Task goal: Look through the records and copy each line that has "Some" in it.

Data excerpts below:

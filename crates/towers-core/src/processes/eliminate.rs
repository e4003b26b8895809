//! Row and column elimination for a solved cell.

use super::Outcome;
use crate::primitives::REMOVE_FROM_LINE_RAM;
use crate::puzzle::{ContradictionKind, Puzzle};
use crate::scheduler::{Beat, Process};
use crate::types::{Line, ProcessId, Triple};

/// Strips a solved value from every other cell of its row or column,
/// one peer per two ticks.
///
/// A peer already narrowed to that same value raises a `Row`/`Column`
/// contradiction and ends the walk.
#[derive(Debug, Clone)]
pub struct RemoveFromLineProcess {
    id: ProcessId,
    line: Line,
    solved: Triple,
    cursor: usize,
    beat: Beat,
    removed: usize,
}

impl RemoveFromLineProcess {
    fn new(line: Line, solved: Triple) -> Self {
        let id = ProcessId::new(format!(
            "remove-from-{}:{},{},{}",
            line.name(),
            solved.row,
            solved.col,
            solved.val
        ));
        Self {
            id,
            line,
            solved,
            cursor: 0,
            beat: Beat::default(),
            removed: 0,
        }
    }

    /// Eliminate along the row of `solved`.
    #[must_use]
    pub fn row(solved: Triple) -> Self {
        Self::new(Line::Row(solved.row), solved)
    }

    /// Eliminate along the column of `solved`.
    #[must_use]
    pub fn column(solved: Triple) -> Self {
        Self::new(Line::Column(solved.col), solved)
    }

    fn clash(&self, peer: (usize, usize)) -> ContradictionKind {
        let val = self.solved.val;
        match self.line {
            Line::Row(row) => ContradictionKind::Row {
                row,
                cols: vec![self.solved.col, peer.1],
                val,
            },
            Line::Column(col) => ContradictionKind::Column {
                col,
                rows: vec![self.solved.row, peer.0],
                val,
            },
        }
    }
}

impl Process<Puzzle> for RemoveFromLineProcess {
    type Output = Outcome;

    fn process_id(&self) -> &ProcessId {
        &self.id
    }

    fn ram_requirement(&self) -> u64 {
        REMOVE_FROM_LINE_RAM
    }

    fn tick(&mut self, puzzle: &mut Puzzle) -> bool {
        let size = puzzle.size();
        match self.beat.advance() {
            Beat::Inspect => {
                if puzzle.solved_value(self.solved.row, self.solved.col) != Some(self.solved.val) {
                    return true;
                }
                if self.line.at(self.cursor) == self.solved.cell() {
                    self.cursor = self.cursor.saturating_add(1);
                }
                self.cursor >= size
            }
            Beat::Apply => {
                let peer = self.line.at(self.cursor);
                self.cursor = self.cursor.saturating_add(1);

                if puzzle.solved_value(peer.0, peer.1) == Some(self.solved.val) {
                    let clash = self.clash(peer);
                    puzzle.raise_contradiction(clash);
                    return true;
                }
                if puzzle.remove_from_cell(peer.0, peer.1, self.solved.val) {
                    self.removed = self.removed.saturating_add(1);
                }
                false
            }
        }
    }

    fn return_value(&self) -> Outcome {
        Outcome::Eliminated {
            removed: self.removed,
        }
    }
}

#[cfg(test)]
mod tests {
    use super::*;

    fn run(process: &mut RemoveFromLineProcess, puzzle: &mut Puzzle) -> usize {
        let mut ticks = 0;
        while !process.tick(puzzle) {
            ticks += 1;
            assert!(ticks < 1000, "process never finished");
        }
        ticks
    }

    #[test]
    fn row_elimination_clears_peers() {
        let mut puzzle = Puzzle::blank(4).expect("puzzle");
        puzzle.set_cell(0, 0, 2).expect("in grid");

        let mut process = RemoveFromLineProcess::row(Triple::new(0, 0, 2));
        run(&mut process, &mut puzzle);

        for col in 1..4 {
            assert!(!puzzle.marks_cell(0, col).contains(&2));
        }
        assert!(puzzle.marks_cell(1, 0).contains(&2));
        assert_eq!(process.return_value(), Outcome::Eliminated { removed: 3 });
    }

    #[test]
    fn column_elimination_makes_one_change_per_two_ticks() {
        let mut puzzle = Puzzle::blank(3).expect("puzzle");
        puzzle.set_cell(1, 2, 0).expect("in grid");
        let start = puzzle.history_len();

        let mut process = RemoveFromLineProcess::column(Triple::new(1, 2, 0));
        assert!(!process.tick(&mut puzzle));
        assert_eq!(puzzle.history_len(), start);
        assert!(!process.tick(&mut puzzle));
        assert_eq!(puzzle.history_len(), start + 1);
        assert!(!puzzle.marks_cell(0, 2).contains(&0));
    }

    #[test]
    fn solved_peer_raises_row_contradiction() {
        let mut puzzle = Puzzle::blank(3).expect("puzzle");
        puzzle.set_cell(0, 0, 1).expect("in grid");
        puzzle.set_cell(0, 2, 1).expect("in grid");

        let mut process = RemoveFromLineProcess::row(Triple::new(0, 0, 1));
        run(&mut process, &mut puzzle);

        let contradiction = puzzle.contradiction().expect("contradiction");
        assert_eq!(
            contradiction.kind,
            ContradictionKind::Row {
                row: 0,
                cols: vec![0, 2],
                val: 1
            }
        );
    }

    #[test]
    fn solved_peer_raises_column_contradiction() {
        let mut puzzle = Puzzle::blank(3).expect("puzzle");
        puzzle.set_cell(2, 1, 0).expect("in grid");
        puzzle.set_cell(0, 1, 0).expect("in grid");

        let mut process = RemoveFromLineProcess::column(Triple::new(2, 1, 0));
        run(&mut process, &mut puzzle);

        let contradiction = puzzle.contradiction().expect("contradiction");
        assert_eq!(
            contradiction.kind,
            ContradictionKind::Column {
                col: 1,
                rows: vec![2, 0],
                val: 0
            }
        );
        assert!(puzzle.marks_cell(1, 1).contains(&0));
        assert_eq!(process.return_value(), Outcome::Eliminated { removed: 0 });
    }

    #[test]
    fn stops_when_source_is_no_longer_solved() {
        let mut puzzle = Puzzle::blank(3).expect("puzzle");
        let mut process = RemoveFromLineProcess::row(Triple::new(0, 0, 1));
        assert!(process.tick(&mut puzzle));
        assert_eq!(puzzle.history_len(), 0);
    }

    #[test]
    fn ids_encode_line_and_triple() {
        let process = RemoveFromLineProcess::column(Triple::new(1, 2, 3));
        assert_eq!(process.process_id().as_str(), "remove-from-column:1,2,3");
    }
}
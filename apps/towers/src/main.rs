//! # Towers
//!
//! An idle CPU that solves skyscraper puzzles.
//!
//! ## Architecture
//!
//! ```text
//! ┌────────────────────────────────────────────────────────────┐
//! │                   apps/towers (THE BINARY)                 │
//! │                                                            │
//! │  ┌─────────────┐    ┌─────────────┐    ┌───────────────┐   │
//! │  │    CLI      │    │  Autopilot  │    │ Config / Seed │   │
//! │  │   (clap)    │    │   (tokio)   │    │ (toml / json) │   │
//! │  └──────┬──────┘    └──────┬──────┘    └───────┬───────┘   │
//! │         └──────────────────┼───────────────────┘           │
//! │                            ▼                               │
//! │                    ┌───────────────┐                       │
//! │                    │  towers-core  │                       │
//! │                    │  (THE ENGINE) │                       │
//! │                    └───────────────┘                       │
//! └────────────────────────────────────────────────────────────┘
//! ```
//!
//! ## Usage
//!
//! ```bash
//! towers show --seed demos/four_by_four.json
//! towers solve --seed demos/four_by_four.json --cores 4
//! towers run --speed 400
//! towers validate --seed demos/four_by_four.json --grid demos/four_by_four.solution.json
//! ```

use clap::Parser;
use towers::cli;
use tracing_subscriber::{layer::SubscriberExt, util::SubscriberInitExt};

// =============================================================================
// APPLICATION ENTRY POINT
// =============================================================================

#[tokio::main(flavor = "current_thread")]
async fn main() {
    // TOWERS_LOG_FORMAT=json enables machine-parseable output.
    let log_format = std::env::var("TOWERS_LOG_FORMAT").unwrap_or_else(|_| "text".to_string());

    let filter = tracing_subscriber::EnvFilter::try_from_default_env()
        .unwrap_or_else(|_| "towers=info,towers_core=info".into());

    match log_format.as_str() {
        "json" => {
            tracing_subscriber::registry()
                .with(filter)
                .with(tracing_subscriber::fmt::layer().json().with_writer(std::io::stderr))
                .init();
        }
        _ => {
            tracing_subscriber::registry()
                .with(filter)
                .with(tracing_subscriber::fmt::layer().with_writer(std::io::stderr))
                .init();
        }
    }

    let cli = cli::Cli::parse();

    if !cli.quiet && !cli.json_mode {
        print_banner();
    }

    if let Err(e) = cli::execute(cli).await {
        tracing::error!("Error: {}", e);
        std::process::exit(1);
    }
}

/// Print the Towers startup banner.
fn print_banner() {
    println!(
        r#"
   _
  | |_ _____ __ _____ _ _ ___
  |  _/ _ \ V  V / -_) '_(_-<
   \__\___/\_/\_/\___|_| /__/

  Idle skyscraper solver v{}
"#,
        env!("CARGO_PKG_VERSION")
    );
}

End of Data excerpts.

Answer:
                if puzzle.solved_value(self.solved.row, self.solved.col) != Some(self.solved.val) {
                if puzzle.solved_value(peer.0, peer.1) == Some(self.solved.val) {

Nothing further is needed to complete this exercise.